With my spear gun attached by a bungy hanging from my weight belt on my left side, and the strap of my dive torch tied to my right wrist, I went over the side. Light from the
Odorama's
deck spilled into the water and reflected off the swell which was the colour of tar. There was a steady current pushing away from the mainland. The tide was on the move. I had to work against it while I sorted myself out.

When I was as ready as I was ever going to be, I swam to the float and, with a wave to the others who were standing ready to hit the water, I started down the line. This was one way for me to get down quickly and keep my bearings. Floating free in the blackness would have been totally disorientating. My bubble trail and depth gauge were the only things that told me which way was up. Shit, it was black!

When I touched eighty feet I checked my wrist compass and circled the line, looking for a landmark to lock onto. At the very edge of the beam of my torch, about twenty feet away, I saw a thickly weeded column. It was the radio mast of the freighter. We were bang on target. I continued to turn, hanging from the line until the compass told me due east. If I held the course, despite the tide drift, I would hit the reef head on within thirty yards.

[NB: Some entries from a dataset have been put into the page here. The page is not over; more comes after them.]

use std::collections::HashSet;

use super::{blocks::LocatedBlock, tokens::Extraction};
use crate::domain::{CourseToken, Diagnostic, RequirementBlock};

/// Leading words that mark a token as leftover prose or a term column.
const IMPLAUSIBLE_LEADING_WORDS: &[&str] = &[
    "FA", "WI", "SP", "SU", "AP", "WVC", "FOOTHILL", "TA", "TO", "OR", "NOT", "SELECT", "NEEDS",
    "ALTERNATE",
];

/// Builds the requirement for one located block.
///
/// Courses in `taken` are removed from every option; alternatives left with
/// a single member collapse to that course and options left with none are
/// dropped. A block whose list produced no course at all is still returned
/// (with no options) and reported.
pub fn assemble(
    block: LocatedBlock,
    extraction: Extraction,
    taken: &HashSet<CourseToken>,
    diagnostics: &mut Vec<Diagnostic>,
) -> RequirementBlock {
    diagnostics.extend(
        extraction
            .unparsed
            .into_iter()
            .map(|text| Diagnostic::UnparsedFragment {
                line: block.line,
                text,
            }),
    );
    if extraction.options.is_empty() {
        diagnostics.push(Diagnostic::EmptyRequirement { line: block.line });
    }

    let mut seen = HashSet::new();
    let options = extraction
        .options
        .into_iter()
        .filter_map(|option| option.retain(|course| !taken.contains(course) && is_plausible(course)))
        .filter(|option| seen.insert(option.clone()))
        .collect();

    RequirementBlock {
        needs: block.needs,
        options,
        needs_text: block.needs_text,
    }
}

fn is_plausible(course: &CourseToken) -> bool {
    !IMPLAUSIBLE_LEADING_WORDS.contains(&course.leading_word().to_uppercase().as_str())
}

#[cfg(test)]
mod tests {
    use std::num::NonZeroU32;

    use super::*;
    use crate::domain::OptionGroup;

    fn course(raw: &str) -> CourseToken {
        CourseToken::new(raw).unwrap()
    }

    fn located(line: usize) -> LocatedBlock {
        LocatedBlock {
            line,
            text: String::new(),
            needs: NonZeroU32::new(2),
            needs_text: Some("2 COURSES".to_string()),
        }
    }

    fn options(members: &[&[&str]]) -> Vec<OptionGroup> {
        members
            .iter()
            .filter_map(|group| OptionGroup::from_members(group.iter().map(|c| course(c))))
            .collect()
    }

    #[test]
    fn taken_courses_are_removed() {
        let extraction = Extraction {
            options: options(&[&["COM SCI 31"], &["COM SCI 32"], &["MATH 31A", "MATH 31AL"]]),
            unparsed: vec![],
        };
        let taken = HashSet::from([course("COM SCI 31"), course("MATH 31A")]);
        let mut diagnostics = Vec::new();

        let block = assemble(located(3), extraction, &taken, &mut diagnostics);

        assert_eq!(block.options, options(&[&["COM SCI 32"], &["MATH 31AL"]]));
        assert_eq!(block.needs, NonZeroU32::new(2));
        assert_eq!(block.needs_text.as_deref(), Some("2 COURSES"));
        assert!(diagnostics.is_empty());
    }

    #[test]
    fn group_survives_with_two_members() {
        let extraction = Extraction {
            options: options(&[&["MATH 31A", "MATH 31AL", "MATH 31B"]]),
            unparsed: vec![],
        };
        let taken = HashSet::from([course("MATH 31B")]);
        let block = assemble(located(1), extraction, &taken, &mut Vec::new());
        assert_eq!(block.options, options(&[&["MATH 31A", "MATH 31AL"]]));
    }

    #[test]
    fn fully_taken_group_is_dropped() {
        let extraction = Extraction {
            options: options(&[&["MATH 31A", "MATH 31AL"]]),
            unparsed: vec![],
        };
        let taken = HashSet::from([course("MATH 31A"), course("MATH 31AL")]);
        let mut diagnostics = Vec::new();
        let block = assemble(located(1), extraction, &taken, &mut diagnostics);
        assert!(block.options.is_empty());
        assert!(diagnostics.is_empty());
    }

    #[test]
    fn implausible_tokens_are_dropped() {
        let extraction = Extraction {
            options: options(&[&["TO 5"], &["NOT COM SCI 199"], &["COM SCI 32", "SELECT 1"]]),
            unparsed: vec![],
        };
        let block = assemble(located(1), extraction, &HashSet::new(), &mut Vec::new());
        assert_eq!(block.options, options(&[&["COM SCI 32"]]));
    }

    #[test]
    fn collapsed_group_is_not_repeated() {
        let extraction = Extraction {
            options: options(&[&["MATH 31AL"], &["MATH 31A", "MATH 31AL"]]),
            unparsed: vec![],
        };
        let taken = HashSet::from([course("MATH 31A")]);
        let block = assemble(located(1), extraction, &taken, &mut Vec::new());
        assert_eq!(block.options, options(&[&["MATH 31AL"]]));
    }

    #[test]
    fn empty_and_unparsed_are_reported() {
        let extraction = Extraction {
            options: vec![],
            unparsed: vec!["OF AT LEAST 5".to_string()],
        };
        let mut diagnostics = Vec::new();
        let block = assemble(located(7), extraction, &HashSet::new(), &mut diagnostics);
        assert!(block.options.is_empty());
        assert_eq!(
            diagnostics,
            vec![
                Diagnostic::UnparsedFragment {
                    line: 7,
                    text: "OF AT LEAST 5".to_string()
                },
                Diagnostic::EmptyRequirement { line: 7 },
            ]
        );
    }
}
//! `dars-audit`: command-line front end for the degree-audit parser.

use clap::Parser;

mod cli;

fn main() -> anyhow::Result<()> {
    cli::Cli::parse().run()
}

I let go of the weighted line and kicked away. I would hold at eighty. Fish were gliding all around me, little fish, big fish. The torchlight was pulling them in. That wasn't comforting. I didn't want to meet Mr Jaws face to face as he came to the light to check me out. I kicked a little harder and the reef loomed out of the blackness so suddenly that I gasped a couple of breaths and sent a plume of bubbles racing to the surface. Diving in the dark in murky water was never good for the nerves.

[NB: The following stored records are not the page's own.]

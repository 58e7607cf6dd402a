//! Locating the taken-courses section of an audit.
//!
//! Audits carry a `UCLA UNITS` summary (or a `UCLA COURSEWORK` listing)
//! followed by other sections. When the audit has an `ACADEMIC RECORD UNIT
//! TOTAL` aggregate, the section runs from the first start marker to the
//! nearest end marker; otherwise it runs from `UCLA COURSEWORK` to `LOWER
//! DIVISION COURSES`.

const AGGREGATE_MARKER: &str = "ACADEMIC RECORD UNIT TOTAL";
const PRIMARY_START: &str = "UCLA UNITS";
const SECONDARY_START: &str = "UCLA COURSEWORK";
const FALLBACK_END: &str = "LOWER DIVISION COURSES";
const END_MARKERS: &[&str] = &[
    "UCLA COURSEWORK",
    "LOWER DIVISION COURSES",
    "GRADED UNIV CALIF",
    "LOWER DIVISION NON-UC TRANSFER UNITS",
];

/// End markers are searched from this many bytes past the start, so the
/// start marker itself never ends the section.
const END_SEARCH_OFFSET: usize = 10;

/// A sub-range of the audit text holding taken-course lines.
#[derive(Debug, Clone, Copy, PartialEq, Eq)]
pub struct TakenSection<'a> {
    /// The section text.
    pub text: &'a str,
    /// The 1-based line number of the section's first line.
    pub first_line: usize,
}

/// Finds the taken-courses section, or `None` when the audit has none.
#[must_use]
pub fn locate_taken_section(text: &str) -> Option<TakenSection<'_>> {
    let (start, end) = if text.contains(AGGREGATE_MARKER) {
        let start = text
            .find(PRIMARY_START)
            .or_else(|| text.find(SECONDARY_START))?;
        let end = END_MARKERS
            .iter()
            .filter_map(|marker| find_from(text, marker, start + END_SEARCH_OFFSET))
            .min()
            .unwrap_or(text.len());
        (start, end)
    } else {
        tracing::debug!("no '{AGGREGATE_MARKER}' marker, scanning '{SECONDARY_START}' only");
        let start = text.find(SECONDARY_START)?;
        let end = find_from(text, FALLBACK_END, start).unwrap_or(text.len());
        (start, end)
    };

    let first_line = text[..start].matches('\n').count() + 1;
    Some(TakenSection {
        text: &text[start..end],
        first_line,
    })
}

fn find_from(text: &str, needle: &str, from: usize) -> Option<usize> {
    text.get(from..)?.find(needle).map(|index| from + index)
}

Resting on one of the ragged coral teeth, I checked my bearings. Something further on in the jumble of rock and coral glinted in the beam of my light. It was an anchor. Tri's anchor. A chain stretched away above until it merged with the dark. I let go of the coral and swam to the chain. There, ten feet further on, right at the edge of my beam of light, I could see the single bronze screw of the
Victor
raised above a coral slab. Right on target all the way round.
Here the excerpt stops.